The newcleo connection and a potential $2B bet
Oklo’s selection doesn’t exist in a vacuum. The company established a strategic agreement with newcleo, a European reactor developer, back on October 17, 2025. The partnership is designed to develop US-based advanced fuel fabrication facilities that could serve both companies’ reactor fleets.
Here’s the number that matters: newcleo has signaled it could invest up to $2 billion in US infrastructure as part of the collaboration. That figure remains contingent on final agreements and regulatory approvals.
Oklo CEO Jacob DeWitte framed the surplus material as “bridge fuel” for reactors, a term that neatly captures the strategy: use what’s already sitting in government storage to get advanced reactors running while longer-term fuel supply chains are still being built.
Why the DOE is changing course
The US has struggled for years with its surplus plutonium problem. The most notable previous attempt was the Mixed Oxide (MOX) Fuel Fabrication Facility at the Savannah River Site in South Carolina, which was supposed to convert weapons-grade plutonium into reactor fuel. That project ballooned in cost and was ultimately cancelled.

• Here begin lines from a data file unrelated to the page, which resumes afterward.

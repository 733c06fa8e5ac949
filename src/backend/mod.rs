//! # Backend Abstraction
//!
//! Trait-based abstraction over the numeric storage used by the scalers, so the
//! same transformer code runs on a pure-Rust buffer or on `ndarray` arrays.
//!
//! ## Available Backends
//!
//! | Backend          | Feature   | Use Case                          |
//! |------------------|-----------|-----------------------------------|
//! | `CpuBackend`     | `cpu`     | Default, pure-Rust implementation |
//! | `NdarrayBackend` | `ndarray` | Interop with `ndarray` ecosystem  |
//!
//! ## Example
//!
//! ```rust
//! use scaling_rs::backend::{CpuBackend, Tensor2D};
//!
//! // 3 samples, 2 features, row-major
//! let x: Tensor2D<CpuBackend> = Tensor2D::new(vec![1.0, 2.0, 3.0, 4.0, 5.0, 6.0], 3, 2);
//! assert_eq!(x.shape(), (3, 2));
//! assert_eq!(x.col_mean().to_vec(), vec![3.0, 4.0]);
//! ```
//!
//! ## Implementing a New Backend
//!
//! 1. Create a module behind a feature gate.
//! 2. Pick concrete 1D/2D storage types.
//! 3. Implement [`Backend`] for a zero-sized marker type.
//! 4. Re-export the marker type from this module.
//!
//! See `cpu.rs` for the reference implementation.

#[cfg(feature = "cpu")]
mod cpu;
#[cfg(feature = "cpu")]
/// Pure-Rust CPU backend implementation with zero external dependencies.
pub use cpu::{CpuBackend, CpuTensor2D};

#[cfg(feature = "ndarray")]
mod ndarray_backend;
#[cfg(feature = "ndarray")]
/// Backend backed by the `ndarray` crate for ecosystem interoperability.
pub use ndarray_backend::{NdarrayBackend, NdarrayTensor2D};

/// Scalar value operations.
pub mod scalar;
/// One-dimensional tensor abstraction.
pub mod tensor1d;
/// Two-dimensional tensor abstraction.
pub mod tensor2d;

pub use scalar::ScalarOps;
pub use tensor1d::Tensor1D;
pub use tensor2d::Tensor2D;

/// Abstraction over tensor storage and the operations the scalers need.
///
/// All 2D tensors are row-major with one sample per row and one feature per
/// column. Column reductions therefore produce one value per feature, and the
/// `broadcast_*_1d_to_2d_rows` family applies a per-feature vector to every row.
///
/// # Shape checking
///
/// Element-wise and broadcasting operations assume compatible shapes and may
/// panic otherwise. Transformers validate feature counts before calling into
/// the backend, so these panics indicate a bug rather than bad user input.
///
/// # Example Implementation Sketch
///
/// ```ignore
/// use scaling_rs::backend::{Backend, ScalarOps};
///
/// #[derive(Clone, Copy, Debug)]
/// struct MyBackend;
///
/// impl Backend for MyBackend {
///     type Scalar = f64;
///     type Tensor1D = Vec<f64>;
///     type Tensor2D = MyMatrix;
///     // ... implement all required methods
/// }
/// ```
pub trait Backend: Clone + Copy + Send + Sync + 'static {
    /// Scalar type supporting arithmetic operations.
    type Scalar: ScalarOps;

    /// One-dimensional tensor type.
    type Tensor1D: Clone + Send + Sync;

    /// Two-dimensional tensor type.
    type Tensor2D: Clone + Send + Sync;

    // --- Constructors ---

    /// Creates a 1D tensor filled with zeros of given length.
    fn zeros_1d(len: usize) -> Self::Tensor1D;

    /// Creates a 2D tensor filled with zeros of given dimensions.
    fn zeros_2d(rows: usize, cols: usize) -> Self::Tensor2D;

    /// Constructs a 1D tensor from owned data.
    fn from_vec_1d(data: Vec<f64>) -> Self::Tensor1D;

    /// Constructs a 2D tensor from row-major ordered data.
    ///
    /// # Panics
    /// If `data.len() != rows * cols`.
    fn from_vec_2d(data: Vec<f64>, rows: usize, cols: usize) -> Self::Tensor2D;

    /// Creates a backend-specific scalar from an f64 value.
    fn scalar_f64(value: f64) -> Self::Scalar;

    // --- Data access ---

    /// Copies a 1D tensor to host memory.
    fn to_vec_1d(t: &Self::Tensor1D) -> Vec<f64>;

    /// Copies a 2D tensor to host memory in row-major order.
    fn to_vec_2d(t: &Self::Tensor2D) -> Vec<f64>;

    /// Returns the number of elements in a 1D tensor.
    fn len_1d(t: &Self::Tensor1D) -> usize;

    /// Returns the shape of a 2D tensor as (rows, cols).
    fn shape(t: &Self::Tensor2D) -> (usize, usize);

    /// Returns `true` if no element is NaN or infinite.
    fn all_finite_2d(t: &Self::Tensor2D) -> bool;

    // --- Element-wise operations ---

    /// Element-wise subtraction of two 1D tensors.
    fn sub_1d(a: &Self::Tensor1D, b: &Self::Tensor1D) -> Self::Tensor1D;

    /// Adds a scalar to each element of a 2D tensor.
    fn add_scalar_2d(t: &Self::Tensor2D, s: &Self::Scalar) -> Self::Tensor2D;

    /// Element-wise absolute value of a 2D tensor.
    fn abs_2d(t: &Self::Tensor2D) -> Self::Tensor2D;

    // --- Column-wise reductions ---

    /// Mean of each column. Returns a tensor of length `cols`.
    fn col_mean_2d(t: &Self::Tensor2D) -> Self::Tensor1D;

    /// Standard deviation of each column.
    ///
    /// `ddof` is the delta degrees of freedom (0 for population std, 1 for
    /// sample std). Columns with `rows <= ddof` yield 0.
    fn col_std_2d(t: &Self::Tensor2D, ddof: usize) -> Self::Tensor1D;

    /// Minimum of each column.
    fn col_min_2d(t: &Self::Tensor2D) -> Self::Tensor1D;

    /// Maximum of each column.
    fn col_max_2d(t: &Self::Tensor2D) -> Self::Tensor1D;

    // --- Broadcasting operations ---

    /// `result[i, j] = t[i, j] - v[j]`
    fn broadcast_sub_1d_to_2d_rows(t: &Self::Tensor2D, v: &Self::Tensor1D) -> Self::Tensor2D;

    /// `result[i, j] = t[i, j] + v[j]`
    fn broadcast_add_1d_to_2d_rows(t: &Self::Tensor2D, v: &Self::Tensor1D) -> Self::Tensor2D;

    /// `result[i, j] = t[i, j] * v[j]`
    fn broadcast_mul_1d_to_2d_rows(t: &Self::Tensor2D, v: &Self::Tensor1D) -> Self::Tensor2D;

    /// `result[i, j] = t[i, j] / v[j]`
    fn broadcast_div_1d_to_2d_rows(t: &Self::Tensor2D, v: &Self::Tensor1D) -> Self::Tensor2D;

    // --- Linear algebra ---

    /// Returns the transpose of a 2D tensor.
    fn transpose(t: &Self::Tensor2D) -> Self::Tensor2D;

    /// Matrix product `a · b`.
    ///
    /// # Panics
    /// If `a.cols() != b.rows()`.
    fn matmul(a: &Self::Tensor2D, b: &Self::Tensor2D) -> Self::Tensor2D;
}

The Surplus Plutonium Utilization Program represents a fundamentally different approach. Rather than building one massive government facility, the DOE is engaging multiple private-sector companies with varying technologies and reactor designs, spreading bets across five different teams.

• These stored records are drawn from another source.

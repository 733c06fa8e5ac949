//! Feature scaling transformers and the runtime-selected [`ScalingModel`].
//!
//! # Design
//!
//! - **Fit/inference split**: an unfitted transformer only carries
//!   hyperparameters; `fit` returns a separate fitted type.
//! - **Backend agnostic**: every transformer works with any `Backend`.
//! - **Serializable**: fitted transformers export a plain params struct that
//!   can be saved and loaded.
//!
//! # Core Traits
//!
//! - [`Transformer`]: Unfitted transformer with hyperparameters
//! - [`FittedTransformer`]: Fitted transformer ready for inference
//!
//! # Available Transformers
//!
//! - [`StandardScaler`]: Z-score normalization
//! - [`MinMaxScaler`]: Scale to [0, 1] or custom range
//! - [`MeanNormalization`]: Center on the mean, divide by the range
//! - [`MaxAbsScaler`]: Scale by maximum absolute value
//! - [`PcaWhitening`]: Decorrelate onto principal axes with unit variance
//! - [`ZcaWhitening`]: Decorrelate while staying close to the input axes
//!
//! [`ScalingModel`] picks one of them at runtime from a [`ScalerType`] tag.
//!
//! # Example
//!
//! ```no_run
//! use scaling_rs::backend::{CpuBackend, Tensor2D};
//! use scaling_rs::preprocessing::{ScalerType, ScalingModel};
//!
//! # fn main() -> Result<(), scaling_rs::preprocessing::PreprocessingError> {
//! let training_data = Tensor2D::<CpuBackend>::new(vec![1.0, 2.0, 3.0, 5.0], 2, 2);
//!
//! let mut model = ScalingModel::<CpuBackend>::default()
//!     .with_scaler_type("standard_scaler".parse::<ScalerType>()?);
//! model.fit(&training_data)?;
//!
//! // Save for later use
//! model.save_to_file("scaler.bin")?;
//!
//! // Later, load and transform new data
//! let loaded = ScalingModel::<CpuBackend>::load_from_file("scaler.bin")?;
//! let scaled = loaded.transform(&training_data)?;
//! # Ok(())
//! # }
//! ```

pub mod error;
pub mod scaling;
pub mod scaling_model;
pub mod traits;

// Re-export main types
pub use error::PreprocessingError;
pub use scaling::{
    FittedMaxAbsScaler, FittedMeanNormalization, FittedMinMaxScaler, FittedPcaWhitening,
    FittedStandardScaler, FittedZcaWhitening, MaxAbsScaler, MaxAbsScalerParams,
    MeanNormalization, MeanNormalizationParams, MinMaxScaler, MinMaxScalerConfig,
    MinMaxScalerParams, PcaWhitening, PcaWhiteningParams, StandardScaler, StandardScalerConfig,
    StandardScalerParams, WhiteningConfig, WhiteningParams, ZcaWhitening, ZcaWhiteningParams,
};
pub use scaling_model::{
    FittedScaler, ScalerParams, ScalerType, ScalingModel, ScalingModelConfig, ScalingModelParams,
    UnfittedScaler,
};
pub use traits::{FittedTransformer, Transformer};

The DOE’s selection adheres to what it describes as stringent US security and material accountability standards.
What this means for investors
Markets responded quickly. Oklo shares surged more than 5% during intraday trading following the announcement, reaching approximately $69.51. That’s a meaningful single-day move for a company that trades on the NYSE under the ticker OKLO.

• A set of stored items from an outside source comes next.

//! End-to-end checks of `ScalingModel` through the public API.

use scaling_rs::backend::{CpuBackend, Tensor2D};
use scaling_rs::preprocessing::{
    FittedScaler, FittedTransformer, PreprocessingError, ScalerParams, ScalerType, ScalingModel,
    ScalingModelConfig, ScalingModelParams, StandardScaler, StandardScalerConfig,
    StandardScalerParams, Transformer,
};
use scaling_rs::serialization::SerializableParams;

fn dataset() -> Tensor2D<CpuBackend> {
    Tensor2D::new(
        vec![
            0.5, 120.0, 3.0, //
            1.5, 80.0, 2.5, //
            2.0, 150.0, 4.5, //
            3.5, 95.0, 1.0, //
            4.0, 130.0, 3.5, //
            5.5, 60.0, 2.0, //
            6.0, 110.0, 5.0,
        ],
        7,
        3,
    )
}

fn assert_close(a: &[f64], b: &[f64], tol: f64) {
    assert_eq!(a.len(), b.len());
    for (i, (x, y)) in a.iter().zip(b).enumerate() {
        assert!((x - y).abs() < tol, "index {}: {} vs {}", i, x, y);
    }
}

#[test]
fn every_scaler_type_round_trips_through_bytes() {
    let data = dataset();

    for tag in ScalerType::ALL {
        let mut model = ScalingModel::<CpuBackend>::new(-2, 2, 1e-4).with_scaler_type(tag);
        let scaled = model.fit_transform(&data).unwrap();

        let bytes = model.extract_params().to_bytes().unwrap();
        let restored =
            ScalingModel::<CpuBackend>::from_params(ScalingModelParams::from_bytes(&bytes).unwrap())
                .unwrap();

        assert_eq!(restored.scaler_type(), tag);
        assert_eq!(restored.config(), &ScalingModelConfig::new(-2, 2, 1e-4));
        assert_eq!(restored.transform(&data).unwrap().to_vec(), scaled.to_vec());
        assert_close(
            &restored.inverse_transform(&scaled).unwrap().to_vec(),
            &data.to_vec(),
            1e-9,
        );
    }
}

#[test]
fn tag_from_integer_drives_the_model() {
    let data = dataset();
    let mut model = ScalingModel::<CpuBackend>::default();

    model.set_scaler_type(ScalerType::try_from(1).unwrap());
    assert_eq!(model.scaler_type(), ScalerType::StandardScaler);
    model.fit(&data).unwrap();

    // Same result as the standalone scaler
    let direct = StandardScaler::<CpuBackend>::new().fit(&data).unwrap();
    assert_eq!(
        model.transform(&data).unwrap().to_vec(),
        direct.transform(&data).unwrap().to_vec()
    );

    assert!(ScalerType::try_from(42).is_err());
}

#[test]
fn refit_with_new_tag_replaces_the_scaler() {
    let data = dataset();
    let mut model =
        ScalingModel::<CpuBackend>::default().with_scaler_type(ScalerType::MinMaxScaler);
    model.fit(&data).unwrap();

    model.set_scaler_type(ScalerType::PcaWhitening);
    assert!(matches!(
        model.transform(&data),
        Err(PreprocessingError::NotFitted(_))
    ));

    model.fit(&data).unwrap();
    assert!(matches!(
        model.fitted_scaler(),
        Some(FittedScaler::PcaWhitening(_))
    ));
    assert!(matches!(
        model.extract_params().scaler,
        Some(ScalerParams::PcaWhitening(_))
    ));
}

#[test]
fn transform_rejects_wrong_feature_count() {
    let mut model =
        ScalingModel::<CpuBackend>::default().with_scaler_type(ScalerType::MeanNormalization);
    model.fit(&dataset()).unwrap();

    let narrow = Tensor2D::<CpuBackend>::new(vec![1.0, 2.0], 1, 2);
    assert!(matches!(
        model.transform(&narrow),
        Err(PreprocessingError::FeatureMismatch {
            expected_features: 3,
            got_features: 2
        })
    ));
}

#[test]
fn fitted_scaler_params_survive_json() {
    let mut model =
        ScalingModel::<CpuBackend>::default().with_scaler_type(ScalerType::ZcaWhitening);
    model.fit(&dataset()).unwrap();

    let scaler = model.fitted_scaler().unwrap();
    let json = serde_json::to_string(&scaler.extract_params()).unwrap();
    let params: ScalerParams = serde_json::from_str(&json).unwrap();
    assert_eq!(params.scaler_type(), ScalerType::ZcaWhitening);

    let restored = FittedScaler::<CpuBackend>::from_params(params).unwrap();
    assert_close(
        &restored.transform(&dataset()).unwrap().to_vec(),
        &scaler.transform(&dataset()).unwrap().to_vec(),
        1e-12,
    );
}

#[test]
fn saved_model_loads_in_a_fresh_process_state() {
    let data = dataset();
    let dir = tempfile::tempdir().unwrap();
    let path = dir.path().join("scaling_model.bin");

    {
        let mut model =
            ScalingModel::<CpuBackend>::new(0, 10, 1e-6).with_scaler_type(ScalerType::MinMaxScaler);
        model.fit(&data).unwrap();
        model.save_to_file(&path).unwrap();
    }

    let loaded = ScalingModel::<CpuBackend>::load_from_file(&path).unwrap();
    let scaled = loaded.transform(&data).unwrap().to_vec();
    assert!(scaled.iter().all(|v| (0.0..=10.0).contains(v)));
    assert_eq!(loaded.n_features_in(), Some(3));
}

#[test]
fn corrupted_params_file_is_rejected_on_load() {
    let dir = tempfile::tempdir().unwrap();
    let path = dir.path().join("zero_std.bin");

    let params = ScalingModelParams {
        scaler_type: ScalerType::StandardScaler,
        min_value: 0,
        max_value: 1,
        epsilon: 1e-6,
        scaler: Some(ScalerParams::StandardScaler(StandardScalerParams {
            config: StandardScalerConfig::default(),
            mean: vec![1.0],
            std: vec![0.0],
            n_features: 1,
        })),
    };
    std::fs::write(&path, params.to_bytes().unwrap()).unwrap();

    assert!(matches!(
        ScalingModel::<CpuBackend>::load_from_file(&path),
        Err(PreprocessingError::InvalidParameter(_))
    ));
}

#[cfg(feature = "ndarray")]
#[test]
fn ndarray_backend_matches_cpu() {
    use scaling_rs::backend::NdarrayBackend;

    let values = dataset().to_vec();
    for tag in ScalerType::ALL {
        let mut cpu = ScalingModel::<CpuBackend>::default().with_scaler_type(tag);
        let mut nd = ScalingModel::<NdarrayBackend>::default().with_scaler_type(tag);

        let a = cpu
            .fit_transform(&Tensor2D::new(values.clone(), 7, 3))
            .unwrap();
        let b = nd.fit_transform(&Tensor2D::new(values.clone(), 7, 3)).unwrap();
        assert_close(&a.to_vec(), &b.to_vec(), 1e-9);
    }
}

Oklo is still a pre-revenue nuclear company. It hasn’t built a commercial reactor yet. The newcleo partnership adds a layer of credibility, with a European partner willing to discuss $2 billion in US investment contingent on final agreements.
The risks remain considerable. Converting surplus plutonium into commercial reactor fuel has never been done at scale in the US. The regulatory pathway is complex. And newcleo’s $2 billion investment commitment is explicitly contingent on final agreements, meaning it’s a ceiling, not a guarantee.